The Ministry of Justice (MoJ) has said that insurers will be able to pass on £1 billion worth of savings if its proposals to reduce the number of whiplash claims go through.
A consultation paper released today outlines plans to scrap the right to compensation or put a cap on the amount people can claim for minor whiplash injuries. Capping compensation would see the average pay-out cut from £1,850 to a maximum amount of £425, according to the Government. Compensation would also only be paid out if a medical report was provided as proof of injury.
Other measures include introducing a transparent tariff system of compensation payments for claims with more significant injuries and raising the limit for cases in the small claims court for all personal injury claims from £1,000 to £5,000.
In a statement the MoJ said that whiplash claims are 50% higher than a decade ago, despite the UK having some of the safest roads in Europe and a fall in the number of accidents. It said that this rise had been fuelled by a “predatory claims industry” that encourages “minor, exaggerated and fraudulent claims” which has driven up the costs of insurance premiums for ordinary motorists.

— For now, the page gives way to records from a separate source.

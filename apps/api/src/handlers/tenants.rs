use axum::Json;
use axum::extract::{Extension, State};
use axum::http::StatusCode;
use veritrail_core::UserIdentity;

use crate::dto::{MeResponse, SaveTenantRequest, TenantResponse};
use crate::error::ApiResult;
use crate::state::AppState;

/// Returns the authenticated caller.
pub async fn me_handler(
    Extension(user): Extension<UserIdentity>,
) -> ApiResult<Json<MeResponse>> {
    Ok(Json(MeResponse::from(user)))
}

/// Lists tenants the caller administers.
pub async fn list_tenants_handler(
    State(state): State<AppState>,
    Extension(user): Extension<UserIdentity>,
) -> ApiResult<Json<Vec<TenantResponse>>> {
    let tenants = state
        .tenant_service
        .list_tenants(&user)
        .await?
        .into_iter()
        .map(TenantResponse::from)
        .collect();

    Ok(Json(tenants))
}

/// Creates a tenant, platform scope only.
pub async fn create_tenant_handler(
    State(state): State<AppState>,
    Extension(user): Extension<UserIdentity>,
    Json(request): Json<SaveTenantRequest>,
) -> ApiResult<(StatusCode, Json<TenantResponse>)> {
    let tenant = state
        .tenant_service
        .create_tenant(&user, request.into_profile()?)
        .await?;

    Ok((StatusCode::CREATED, Json(TenantResponse::from(tenant))))
}

/// Returns the caller's tenant.
pub async fn get_current_tenant_handler(
    State(state): State<AppState>,
    Extension(user): Extension<UserIdentity>,
) -> ApiResult<Json<TenantResponse>> {
    let tenant = state
        .tenant_service
        .get_tenant(&user, user.tenant_scope())
        .await?;

    Ok(Json(TenantResponse::from(tenant)))
}

/// Updates the caller's tenant profile.
pub async fn update_current_tenant_handler(
    State(state): State<AppState>,
    Extension(user): Extension<UserIdentity>,
    Json(request): Json<SaveTenantRequest>,
) -> ApiResult<Json<TenantResponse>> {
    let tenant = state
        .tenant_service
        .update_tenant(&user, user.tenant_scope(), request.into_profile()?)
        .await?;

    Ok(Json(TenantResponse::from(tenant)))
}
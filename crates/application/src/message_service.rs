use std::sync::Arc;

use async_trait::async_trait;
use veritrail_core::{AppError, AppResult, TenantId, UserIdentity};
use veritrail_domain::{AuditAction, MessageBody, Permission, ResourceKind};

use crate::{AuditEvent, AuthorizationService};

/// Message projection returned to callers.
#[derive(Debug, Clone, PartialEq, Eq)]
pub struct MessageRecord {
    /// Stable message identifier.
    pub message_id: String,
    /// Kind of record the thread is attached to.
    pub resource_kind: String,
    /// Identifier of the record the thread is attached to.
    pub resource_id: String,
    /// Parent message for replies.
    pub parent_id: Option<String>,
    /// Author subject.
    pub author_subject: String,
    /// Message body text.
    pub body: String,
    /// Creation timestamp in RFC3339.
    pub created_at: String,
}

/// Validated input for posting a message or reply.
#[derive(Debug, Clone, PartialEq, Eq)]
pub struct PostMessageInput {
    /// Kind of record the thread is attached to.
    pub resource_kind: ResourceKind,
    /// Identifier of the record the thread is attached to.
    pub resource_id: String,
    /// Parent message for replies.
    pub parent_id: Option<String>,
    /// Message body.
    pub body: MessageBody,
}

/// Repository port for threaded message persistence.
///
/// Mutations persist the given audit event atomically with the row change.
#[async_trait]
pub trait MessageRepository: Send + Sync {
    /// Lists a resource thread in creation order.
    async fn list_thread(
        &self,
        tenant_id: TenantId,
        resource_kind: ResourceKind,
        resource_id: &str,
    ) -> AppResult<Vec<MessageRecord>>;

    /// Finds one message by identifier.
    async fn find_message(
        &self,
        tenant_id: TenantId,
        message_id: &str,
    ) -> AppResult<Option<MessageRecord>>;

    /// Appends a message to a thread.
    async fn create_message(
        &self,
        tenant_id: TenantId,
        input: PostMessageInput,
        author_subject: &str,
        audit: AuditEvent,
    ) -> AppResult<MessageRecord>;
}

/// Application service for resource-attached message threads.
#[derive(Clone)]
pub struct MessageService {
    authorization_service: AuthorizationService,
    repository: Arc<dyn MessageRepository>,
}

impl MessageService {
    /// Creates a new service from required dependencies.
    #[must_use]
    pub fn new(
        authorization_service: AuthorizationService,
        repository: Arc<dyn MessageRepository>,
    ) -> Self {
        Self {
            authorization_service,
            repository,
        }
    }

    /// Lists a resource thread for the actor.
    pub async fn list_thread(
        &self,
        actor: &UserIdentity,
        resource_kind: ResourceKind,
        resource_id: &str,
    ) -> AppResult<Vec<MessageRecord>> {
        self.authorization_service
            .require_permission(actor, Permission::MessageRead)
            .await?;

        self.repository
            .list_thread(actor.tenant_scope(), resource_kind, resource_id)
            .await
    }

    /// Posts a message or reply, recording the audit event in the same
    /// transaction.
    ///
    /// A reply must target a parent inside the same resource thread.
    pub async fn post_message(
        &self,
        actor: &UserIdentity,
        input: PostMessageInput,
    ) -> AppResult<MessageRecord> {
        self.authorization_service
            .require_permission(actor, Permission::MessagePost)
            .await?;

        if let Some(parent_id) = input.parent_id.as_deref() {
            let parent = self
                .repository
                .find_message(actor.tenant_scope(), parent_id)
                .await?
                .ok_or_else(|| {
                    AppError::NotFound(format!("parent message '{parent_id}' not found"))
                })?;

            if parent.resource_kind != input.resource_kind.as_str()
                || parent.resource_id != input.resource_id
            {
                return Err(AppError::Validation(format!(
                    "parent message '{parent_id}' belongs to a different thread"
                )));
            }
        }

        let audit = AuditEvent::by(
            actor,
            AuditAction::MessagePosted,
            Some(format!(
                "posted to {} '{}'",
                input.resource_kind.as_str(),
                input.resource_id
            )),
        );
        self.repository
            .create_message(actor.tenant_scope(), input, actor.subject(), audit)
            .await
    }
}
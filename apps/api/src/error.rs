use axum::Json;
use axum::http::StatusCode;
use axum::response::{IntoResponse, Response};
use serde::Serialize;
use ts_rs::TS;
use veritrail_core::AppError;

/// API error payload.
#[derive(Debug, Serialize, TS)]
#[ts(
    export,
    export_to = "../../../packages/api-types/src/generated/error-response.ts"
)]
pub struct ErrorResponse {
    message: String,
}

/// HTTP API error wrapper around core application errors.
#[derive(Debug)]
pub struct ApiError(pub AppError);

impl From<AppError> for ApiError {
    fn from(value: AppError) -> Self {
        Self(value)
    }
}

impl IntoResponse for ApiError {
    fn into_response(self) -> Response {
        let status = match self.0 {
            AppError::Validation(_) => StatusCode::BAD_REQUEST,
            AppError::NotFound(_) => StatusCode::NOT_FOUND,
            AppError::Conflict(_) => StatusCode::CONFLICT,
            AppError::Unauthorized(_) => StatusCode::UNAUTHORIZED,
            AppError::Forbidden(_) => StatusCode::FORBIDDEN,
            AppError::Internal(_) => StatusCode::INTERNAL_SERVER_ERROR,
        };

        let payload = Json(ErrorResponse {
            message: self.0.to_string(),
        });

        (status, payload).into_response()
    }
}

/// Standard API result type.
pub type ApiResult<T> = Result<T, ApiError>;
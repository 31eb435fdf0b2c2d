use serde::{Deserialize, Serialize};
use ts_rs::TS;
use veritrail_core::UserIdentity;

/// Incoming payload for workflow stage advancement.
#[derive(Debug, Deserialize, TS)]
#[ts(
    export,
    export_to = "../../../../packages/api-types/src/generated/advance-stage-request.ts"
)]
pub struct AdvanceStageRequest {
    /// Free-form target stage.
    pub stage: String,
}

/// API representation of the authenticated caller.
#[derive(Debug, Serialize, TS)]
#[ts(
    export,
    export_to = "../../../../packages/api-types/src/generated/me-response.ts"
)]
pub struct MeResponse {
    /// Stable user subject.
    pub subject: String,
    /// Display name.
    pub display_name: String,
    /// Optional email address.
    pub email: Option<String>,
    /// Fixed role identifier.
    pub role: String,
    /// Assigned tenant, absent for platform administrators.
    pub tenant_id: Option<String>,
}

impl From<UserIdentity> for MeResponse {
    fn from(value: UserIdentity) -> Self {
        Self {
            subject: value.subject().to_owned(),
            display_name: value.display_name().to_owned(),
            email: value.email().map(str::to_owned),
            role: value.role().as_str().to_owned(),
            tenant_id: value.assigned_tenant_id().map(|id| id.to_string()),
        }
    }
}
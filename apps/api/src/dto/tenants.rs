use std::collections::BTreeMap;

use serde::{Deserialize, Serialize};
use ts_rs::TS;
use veritrail_application::TenantRecord;
use veritrail_core::AppResult;
use veritrail_domain::{LicenseTier, TenantProfile, TenantProfileInput};

/// API representation of a tenant.
#[derive(Debug, Serialize, TS)]
#[ts(
    export,
    export_to = "../../../../packages/api-types/src/generated/tenant-response.ts"
)]
pub struct TenantResponse {
    /// Stable tenant identifier.
    pub tenant_id: String,
    /// Unique lowercase slug.
    pub slug: String,
    /// Display name.
    pub name: String,
    /// Optional industry label.
    pub industry: Option<String>,
    /// BCP 47 locale.
    pub locale: String,
    /// IANA timezone name.
    pub timezone: String,
    /// Licensed feature tier.
    pub license_tier: String,
    /// Named feature toggles.
    pub feature_flags: BTreeMap<String, bool>,
    /// Creation timestamp in RFC3339.
    pub created_at: String,
}

impl From<TenantRecord> for TenantResponse {
    fn from(value: TenantRecord) -> Self {
        Self {
            tenant_id: value.tenant_id.to_string(),
            slug: value.slug,
            name: value.name,
            industry: value.industry,
            locale: value.locale,
            timezone: value.timezone,
            license_tier: value.license_tier,
            feature_flags: value.feature_flags,
            created_at: value.created_at,
        }
    }
}

/// Incoming payload for tenant creation and update.
#[derive(Debug, Deserialize, TS)]
#[ts(
    export,
    export_to = "../../../../packages/api-types/src/generated/save-tenant-request.ts"
)]
pub struct SaveTenantRequest {
    /// Unique lowercase slug.
    pub slug: String,
    /// Display name.
    pub name: String,
    /// Optional industry label.
    pub industry: Option<String>,
    /// BCP 47 locale, defaults to `en-US`.
    pub locale: Option<String>,
    /// IANA timezone name, defaults to `UTC`.
    pub timezone: Option<String>,
    /// Licensed feature tier.
    pub license_tier: String,
    /// Named feature toggles.
    #[serde(default)]
    pub feature_flags: BTreeMap<String, bool>,
}

impl SaveTenantRequest {
    /// Validates the payload into a domain profile.
    pub fn into_profile(self) -> AppResult<TenantProfile> {
        let license_tier: LicenseTier = self.license_tier.parse()?;
        TenantProfile::new(TenantProfileInput {
            slug: self.slug,
            name: self.name,
            industry: self.industry,
            locale: self.locale.unwrap_or_else(|| "en-US".to_owned()),
            timezone: self.timezone.unwrap_or_else(|| "UTC".to_owned()),
            license_tier,
            feature_flags: self.feature_flags,
        })
    }
}
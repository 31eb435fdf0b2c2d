use std::str::FromStr;

use async_trait::async_trait;
use serde_json::Value;
use sqlx::{FromRow, PgPool};

use veritrail_application::{AuthorizationRepository, DataFilterSourceRepository, RoleGrant};
use veritrail_core::{AppError, AppResult, TenantId, UserRole};
use veritrail_domain::{BusinessRuleCondition, BusinessRuleOperator, DataFilterRule, Permission};

/// PostgreSQL-backed repository for role-permission matrix lookups.
#[derive(Clone)]
pub struct PostgresAuthorizationRepository {
    pool: PgPool,
}

impl PostgresAuthorizationRepository {
    /// Creates a repository with the provided connection pool.
    #[must_use]
    pub fn new(pool: PgPool) -> Self {
        Self { pool }
    }
}

#[derive(Debug, FromRow)]
struct RoleGrantRow {
    permission_key: String,
    allowed: bool,
    data_filter: Option<Value>,
    tenant_scoped: bool,
}

impl RoleGrantRow {
    fn into_grant(self, tenant_id: TenantId) -> AppResult<RoleGrant> {
        let permission = Permission::from_str(self.permission_key.as_str()).map_err(|error| {
            AppError::Internal(format!(
                "failed to decode permission '{}' for tenant '{tenant_id}': {error}",
                self.permission_key
            ))
        })?;

        let data_filter = self
            .data_filter
            .map(serde_json::from_value::<DataFilterRule>)
            .transpose()
            .map_err(|error| {
                AppError::Internal(format!(
                    "failed to decode data filter for permission '{}': {error}",
                    self.permission_key
                ))
            })?;

        Ok(RoleGrant {
            permission,
            allowed: self.allowed,
            data_filter,
            tenant_scoped: self.tenant_scoped,
        })
    }
}

#[async_trait]
impl AuthorizationRepository for PostgresAuthorizationRepository {
    async fn list_role_grants(
        &self,
        tenant_id: TenantId,
        role: UserRole,
    ) -> AppResult<Vec<RoleGrant>> {
        let rows = sqlx::query_as::<_, RoleGrantRow>(
            r#"
            SELECT
                permission_key,
                allowed,
                data_filter,
                (tenant_id IS NOT NULL) AS tenant_scoped
            FROM role_permissions
            WHERE role = $2
                AND (tenant_id = $1 OR tenant_id IS NULL)
            "#,
        )
        .bind(tenant_id.as_uuid())
        .bind(role.as_str())
        .fetch_all(&self.pool)
        .await
        .map_err(|error| AppError::Internal(format!("failed to load role grants: {error}")))?;

        rows.into_iter()
            .map(|row| row.into_grant(tenant_id))
            .collect()
    }
}

/// PostgreSQL-backed repository resolving data filter references.
#[derive(Clone)]
pub struct PostgresDataFilterSourceRepository {
    pool: PgPool,
}

impl PostgresDataFilterSourceRepository {
    /// Creates a repository with the provided connection pool.
    #[must_use]
    pub fn new(pool: PgPool) -> Self {
        Self { pool }
    }
}

#[derive(Debug, FromRow)]
struct ListValueRow {
    value: String,
}

#[derive(Debug, FromRow)]
struct BusinessRuleRow {
    field: String,
    operator: String,
    value: Value,
}

#[async_trait]
impl DataFilterSourceRepository for PostgresDataFilterSourceRepository {
    async fn list_active_list_values(
        &self,
        tenant_id: TenantId,
        list_name: &str,
    ) -> AppResult<Vec<Value>> {
        let rows = sqlx::query_as::<_, ListValueRow>(
            r#"
            SELECT list_values.value
            FROM master_data_values AS list_values
            INNER JOIN master_data_lists AS lists
                ON lists.id = list_values.list_id
            WHERE lists.tenant_id = $1
                AND lists.name = $2
                AND list_values.active
            ORDER BY list_values.sort_order
            "#,
        )
        .bind(tenant_id.as_uuid())
        .bind(list_name)
        .fetch_all(&self.pool)
        .await
        .map_err(|error| {
            AppError::Internal(format!("failed to load master data values: {error}"))
        })?;

        Ok(rows.into_iter().map(|row| Value::String(row.value)).collect())
    }

    async fn find_business_rule_condition(
        &self,
        tenant_id: TenantId,
        rule_key: &str,
    ) -> AppResult<Option<BusinessRuleCondition>> {
        let row = sqlx::query_as::<_, BusinessRuleRow>(
            r#"
            SELECT field, operator, value
            FROM business_rules
            WHERE tenant_id = $1
                AND rule_key = $2
            "#,
        )
        .bind(tenant_id.as_uuid())
        .bind(rule_key)
        .fetch_optional(&self.pool)
        .await
        .map_err(|error| AppError::Internal(format!("failed to load business rule: {error}")))?;

        row.map(|row| {
            let operator =
                BusinessRuleOperator::from_str(row.operator.as_str()).map_err(|error| {
                    AppError::Internal(format!(
                        "failed to decode business rule '{rule_key}': {error}"
                    ))
                })?;
            Ok(BusinessRuleCondition {
                field: row.field,
                operator,
                value: row.value,
            })
        })
        .transpose()
    }
}
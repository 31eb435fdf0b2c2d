use async_trait::async_trait;
use sqlx::{FromRow, PgPool};
use uuid::Uuid;

use veritrail_application::{AuditEvent, VendorRecord, VendorRepository};
use veritrail_core::{AppError, AppResult, TenantId};
use veritrail_domain::{VendorProfile, WorkflowStage};

use crate::postgres_audit_repository::insert_audit_event;

/// PostgreSQL-backed repository for vendor persistence.
///
/// Deletes are soft: rows keep their audit history and are excluded from
/// listings through `deleted_at`. Every mutation and its audit row commit in
/// one transaction.
#[derive(Clone)]
pub struct PostgresVendorRepository {
    pool: PgPool,
}

impl PostgresVendorRepository {
    /// Creates a repository with the provided connection pool.
    #[must_use]
    pub fn new(pool: PgPool) -> Self {
        Self { pool }
    }
}

const VENDOR_COLUMNS: &str = r#"
    id,
    name,
    category,
    contact_email,
    risk_tier,
    workflow_stage,
    to_char(created_at AT TIME ZONE 'UTC', 'YYYY-MM-DD"T"HH24:MI:SS"Z"') AS created_at,
    to_char(updated_at AT TIME ZONE 'UTC', 'YYYY-MM-DD"T"HH24:MI:SS"Z"') AS updated_at
"#;

#[derive(Debug, FromRow)]
struct VendorRow {
    id: Uuid,
    name: String,
    category: Option<String>,
    contact_email: Option<String>,
    risk_tier: String,
    workflow_stage: String,
    created_at: String,
    updated_at: String,
}

impl From<VendorRow> for VendorRecord {
    fn from(row: VendorRow) -> Self {
        Self {
            vendor_id: row.id.to_string(),
            name: row.name,
            category: row.category,
            contact_email: row.contact_email,
            risk_tier: row.risk_tier,
            workflow_stage: row.workflow_stage,
            created_at: row.created_at,
            updated_at: row.updated_at,
        }
    }
}

#[async_trait]
impl VendorRepository for PostgresVendorRepository {
    async fn list_vendors(&self, tenant_id: TenantId) -> AppResult<Vec<VendorRecord>> {
        let rows = sqlx::query_as::<_, VendorRow>(&format!(
            r#"
            SELECT {VENDOR_COLUMNS}
            FROM vendors
            WHERE tenant_id = $1
                AND deleted_at IS NULL
            ORDER BY name
            "#
        ))
        .bind(tenant_id.as_uuid())
        .fetch_all(&self.pool)
        .await
        .map_err(|error| AppError::Internal(format!("failed to list vendors: {error}")))?;

        Ok(rows.into_iter().map(VendorRecord::from).collect())
    }

    async fn find_vendor(
        &self,
        tenant_id: TenantId,
        vendor_id: &str,
    ) -> AppResult<Option<VendorRecord>> {
        let Ok(vendor_uuid) = Uuid::parse_str(vendor_id) else {
            return Ok(None);
        };

        let row = sqlx::query_as::<_, VendorRow>(&format!(
            r#"
            SELECT {VENDOR_COLUMNS}
            FROM vendors
            WHERE tenant_id = $1
                AND id = $2
                AND deleted_at IS NULL
            "#
        ))
        .bind(tenant_id.as_uuid())
        .bind(vendor_uuid)
        .fetch_optional(&self.pool)
        .await
        .map_err(|error| AppError::Internal(format!("failed to load vendor: {error}")))?;

        Ok(row.map(VendorRecord::from))
    }

    async fn create_vendor(
        &self,
        tenant_id: TenantId,
        profile: VendorProfile,
        audit: AuditEvent,
    ) -> AppResult<VendorRecord> {
        let mut tx = self
            .pool
            .begin()
            .await
            .map_err(|error| AppError::Internal(format!("failed to open transaction: {error}")))?;

        let row = sqlx::query_as::<_, VendorRow>(&format!(
            r#"
            INSERT INTO vendors (tenant_id, name, category, contact_email, risk_tier)
            VALUES ($1, $2, $3, $4, $5)
            RETURNING {VENDOR_COLUMNS}
            "#
        ))
        .bind(tenant_id.as_uuid())
        .bind(profile.name().as_str())
        .bind(profile.category())
        .bind(profile.contact_email().map(|email| email.as_str()))
        .bind(profile.risk_tier().as_str())
        .fetch_one(&mut *tx)
        .await
        .map_err(|error| AppError::Internal(format!("failed to create vendor: {error}")))?;

        insert_audit_event(&mut *tx, tenant_id, &audit, "vendor", &row.id.to_string()).await?;

        tx.commit()
            .await
            .map_err(|error| AppError::Internal(format!("failed to commit vendor: {error}")))?;

        Ok(VendorRecord::from(row))
    }

    async fn update_vendor(
        &self,
        tenant_id: TenantId,
        vendor_id: &str,
        profile: VendorProfile,
        audit: AuditEvent,
    ) -> AppResult<VendorRecord> {
        let vendor_uuid = Uuid::parse_str(vendor_id)
            .map_err(|_| AppError::NotFound(format!("vendor '{vendor_id}' not found")))?;

        let mut tx = self
            .pool
            .begin()
            .await
            .map_err(|error| AppError::Internal(format!("failed to open transaction: {error}")))?;

        let row = sqlx::query_as::<_, VendorRow>(&format!(
            r#"
            UPDATE vendors
            SET name = $3,
                category = $4,
                contact_email = $5,
                risk_tier = $6,
                updated_at = now()
            WHERE tenant_id = $1
                AND id = $2
                AND deleted_at IS NULL
            RETURNING {VENDOR_COLUMNS}
            "#
        ))
        .bind(tenant_id.as_uuid())
        .bind(vendor_uuid)
        .bind(profile.name().as_str())
        .bind(profile.category())
        .bind(profile.contact_email().map(|email| email.as_str()))
        .bind(profile.risk_tier().as_str())
        .fetch_optional(&mut *tx)
        .await
        .map_err(|error| AppError::Internal(format!("failed to update vendor: {error}")))?
        .ok_or_else(|| AppError::NotFound(format!("vendor '{vendor_id}' not found")))?;

        insert_audit_event(&mut *tx, tenant_id, &audit, "vendor", vendor_id).await?;

        tx.commit()
            .await
            .map_err(|error| AppError::Internal(format!("failed to commit vendor: {error}")))?;

        Ok(VendorRecord::from(row))
    }

    async fn set_vendor_stage(
        &self,
        tenant_id: TenantId,
        vendor_id: &str,
        stage: &WorkflowStage,
        audit: AuditEvent,
    ) -> AppResult<VendorRecord> {
        let vendor_uuid = Uuid::parse_str(vendor_id)
            .map_err(|_| AppError::NotFound(format!("vendor '{vendor_id}' not found")))?;

        let mut tx = self
            .pool
            .begin()
            .await
            .map_err(|error| AppError::Internal(format!("failed to open transaction: {error}")))?;

        let row = sqlx::query_as::<_, VendorRow>(&format!(
            r#"
            UPDATE vendors
            SET workflow_stage = $3,
                updated_at = now()
            WHERE tenant_id = $1
                AND id = $2
                AND deleted_at IS NULL
            RETURNING {VENDOR_COLUMNS}
            "#
        ))
        .bind(tenant_id.as_uuid())
        .bind(vendor_uuid)
        .bind(stage.as_str())
        .fetch_optional(&mut *tx)
        .await
        .map_err(|error| AppError::Internal(format!("failed to set vendor stage: {error}")))?
        .ok_or_else(|| AppError::NotFound(format!("vendor '{vendor_id}' not found")))?;

        insert_audit_event(&mut *tx, tenant_id, &audit, "vendor", vendor_id).await?;

        tx.commit()
            .await
            .map_err(|error| AppError::Internal(format!("failed to commit vendor: {error}")))?;

        Ok(VendorRecord::from(row))
    }

    async fn soft_delete_vendor(
        &self,
        tenant_id: TenantId,
        vendor_id: &str,
        audit: AuditEvent,
    ) -> AppResult<()> {
        let vendor_uuid = Uuid::parse_str(vendor_id)
            .map_err(|_| AppError::NotFound(format!("vendor '{vendor_id}' not found")))?;

        let mut tx = self
            .pool
            .begin()
            .await
            .map_err(|error| AppError::Internal(format!("failed to open transaction: {error}")))?;

        let result = sqlx::query(
            r#"
            UPDATE vendors
            SET deleted_at = now(),
                updated_at = now()
            WHERE tenant_id = $1
                AND id = $2
                AND deleted_at IS NULL
            "#,
        )
        .bind(tenant_id.as_uuid())
        .bind(vendor_uuid)
        .execute(&mut *tx)
        .await
        .map_err(|error| AppError::Internal(format!("failed to delete vendor: {error}")))?;

        if result.rows_affected() == 0 {
            return Err(AppError::NotFound(format!("vendor '{vendor_id}' not found")));
        }

        insert_audit_event(&mut *tx, tenant_id, &audit, "vendor", vendor_id).await?;

        tx.commit()
            .await
            .map_err(|error| AppError::Internal(format!("failed to commit vendor: {error}")))?;

        Ok(())
    }
}

#[cfg(test)]
mod tests {
    use sqlx::PgPool;
    use veritrail_application::{AuditEvent, VendorRepository};
    use veritrail_core::TenantId;
    use veritrail_domain::{AuditAction, RiskTier, VendorProfile, VendorProfileInput};

    use super::PostgresVendorRepository;

    async fn connect() -> Option<PgPool> {
        let Ok(database_url) = std::env::var("DATABASE_URL") else {
            return None;
        };
        let pool = PgPool::connect(&database_url)
            .await
            .unwrap_or_else(|_| panic!("test database unavailable"));
        sqlx::migrate!("./migrations")
            .run(&pool)
            .await
            .unwrap_or_else(|_| panic!("test migrations failed"));
        Some(pool)
    }

    async fn seed_tenant(pool: &PgPool) -> TenantId {
        let tenant_id = TenantId::new();
        sqlx::query("INSERT INTO tenants (id, slug, name, locale, timezone, license_tier) VALUES ($1, $2, $2, 'en-US', 'UTC', 'starter')")
            .bind(tenant_id.as_uuid())
            .bind(format!("vendor-test-{tenant_id}"))
            .execute(pool)
            .await
            .unwrap_or_else(|_| panic!("test tenant insert failed"));
        tenant_id
    }

    #[tokio::test]
    async fn create_vendor_commits_audit_row_with_vendor() {
        let Some(pool) = connect().await else {
            return;
        };
        let tenant_id = seed_tenant(&pool).await;

        let profile = VendorProfile::new(VendorProfileInput {
            name: "Sigma Cloud".to_owned(),
            category: Some("cloud".to_owned()),
            contact_email: None,
            risk_tier: RiskTier::Medium,
        })
        .unwrap_or_else(|_| panic!("test"));

        let vendor = PostgresVendorRepository::new(pool.clone())
            .create_vendor(
                tenant_id,
                profile,
                AuditEvent {
                    subject: "alice".to_owned(),
                    action: AuditAction::VendorCreated,
                    detail: None,
                },
            )
            .await
            .unwrap_or_else(|_| panic!("test create failed"));

        let (count,): (i64,) = sqlx::query_as(
            "SELECT count(*) FROM audit_log_entries WHERE tenant_id = $1 AND resource_id = $2",
        )
        .bind(tenant_id.as_uuid())
        .bind(&vendor.vendor_id)
        .fetch_one(&pool)
        .await
        .unwrap_or_else(|_| panic!("test count failed"));

        assert_eq!(count, 1);
    }
}
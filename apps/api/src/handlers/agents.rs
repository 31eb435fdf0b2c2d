use axum::Json;
use axum::extract::{Extension, Path, State};
use axum::http::StatusCode;
use metrics::counter;
use veritrail_core::UserIdentity;
use veritrail_domain::WorkflowStage;

use crate::dto::{AdvanceStageRequest, AgentResponse, SaveAgentRequest};
use crate::error::ApiResult;
use crate::state::AppState;

/// Lists agents visible to the caller.
pub async fn list_agents_handler(
    State(state): State<AppState>,
    Extension(user): Extension<UserIdentity>,
) -> ApiResult<Json<Vec<AgentResponse>>> {
    let agents = state
        .agent_service
        .list_agents(&user)
        .await?
        .into_iter()
        .map(AgentResponse::from)
        .collect();

    Ok(Json(agents))
}

/// Returns one agent.
pub async fn get_agent_handler(
    State(state): State<AppState>,
    Extension(user): Extension<UserIdentity>,
    Path(agent_id): Path<String>,
) -> ApiResult<Json<AgentResponse>> {
    let agent = state.agent_service.get_agent(&user, &agent_id).await?;
    Ok(Json(AgentResponse::from(agent)))
}

/// Registers an agent.
pub async fn create_agent_handler(
    State(state): State<AppState>,
    Extension(user): Extension<UserIdentity>,
    Json(request): Json<SaveAgentRequest>,
) -> ApiResult<(StatusCode, Json<AgentResponse>)> {
    let agent = state
        .agent_service
        .create_agent(&user, request.into_profile()?)
        .await?;

    Ok((StatusCode::CREATED, Json(AgentResponse::from(agent))))
}

/// Updates agent profile fields.
pub async fn update_agent_handler(
    State(state): State<AppState>,
    Extension(user): Extension<UserIdentity>,
    Path(agent_id): Path<String>,
    Json(request): Json<SaveAgentRequest>,
) -> ApiResult<Json<AgentResponse>> {
    let agent = state
        .agent_service
        .update_agent(&user, &agent_id, request.into_profile()?)
        .await?;

    Ok(Json(AgentResponse::from(agent)))
}

/// Advances the agent workflow stage.
pub async fn advance_agent_stage_handler(
    State(state): State<AppState>,
    Extension(user): Extension<UserIdentity>,
    Path(agent_id): Path<String>,
    Json(request): Json<AdvanceStageRequest>,
) -> ApiResult<Json<AgentResponse>> {
    let stage = WorkflowStage::new(request.stage)?;
    let agent = state
        .agent_service
        .advance_stage(&user, &agent_id, stage)
        .await?;

    counter!("workflow_stage_advances_total", "resource" => "agent").increment(1);
    Ok(Json(AgentResponse::from(agent)))
}

/// Removes an agent registration.
pub async fn delete_agent_handler(
    State(state): State<AppState>,
    Extension(user): Extension<UserIdentity>,
    Path(agent_id): Path<String>,
) -> ApiResult<StatusCode> {
    state.agent_service.delete_agent(&user, &agent_id).await?;
    Ok(StatusCode::NO_CONTENT)
}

Justice Secretary Elizabeth Truss said: “For too long some have exploited a rampant compensation culture and seen whiplash claims an easy payday, driving up costs for millions of law-abiding motorists.
“These reforms will crack down on minor, exaggerated and fraudulent claims. Insurers have promised to put the cash saved back in the pockets of the country’s drivers.”
Economic Secretary Simon Kirby said: “One whiplash claim is paid out every 60 seconds and it is unacceptable that responsible motorists have to pick up the tab.”
The consultation will run until 6 January 2017.